---------- Recorded data
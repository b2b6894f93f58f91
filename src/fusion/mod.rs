//! Probability fusion engine
//!
//! - `document`: loosely-shaped JSON to typed records
//! - `weighting`: combination policies
//! - `engine`: per-match fusion and the discrete call
//! - `report`: output document assembly

pub mod document;
pub mod engine;
pub mod report;
pub mod weighting;

pub use document::{
    coerce_probability, parse_auxiliary_document, parse_source_document, AuxiliaryDocument,
    SourceDocument,
};
pub use engine::{FusionEngine, FusionRun, FusionWarning, SourceRole};
pub use report::{FusionReport, SourceIds};
pub use weighting::{WeightingPolicy, DEFAULT_BASIC_DISCOUNT};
--------------------
What this task involves> Please report every line of the listing that contains the string "weighting".

Final answer>
//! - `weighting`: combination policies
pub mod weighting;
pub use weighting::{WeightingPolicy, DEFAULT_BASIC_DISCOUNT};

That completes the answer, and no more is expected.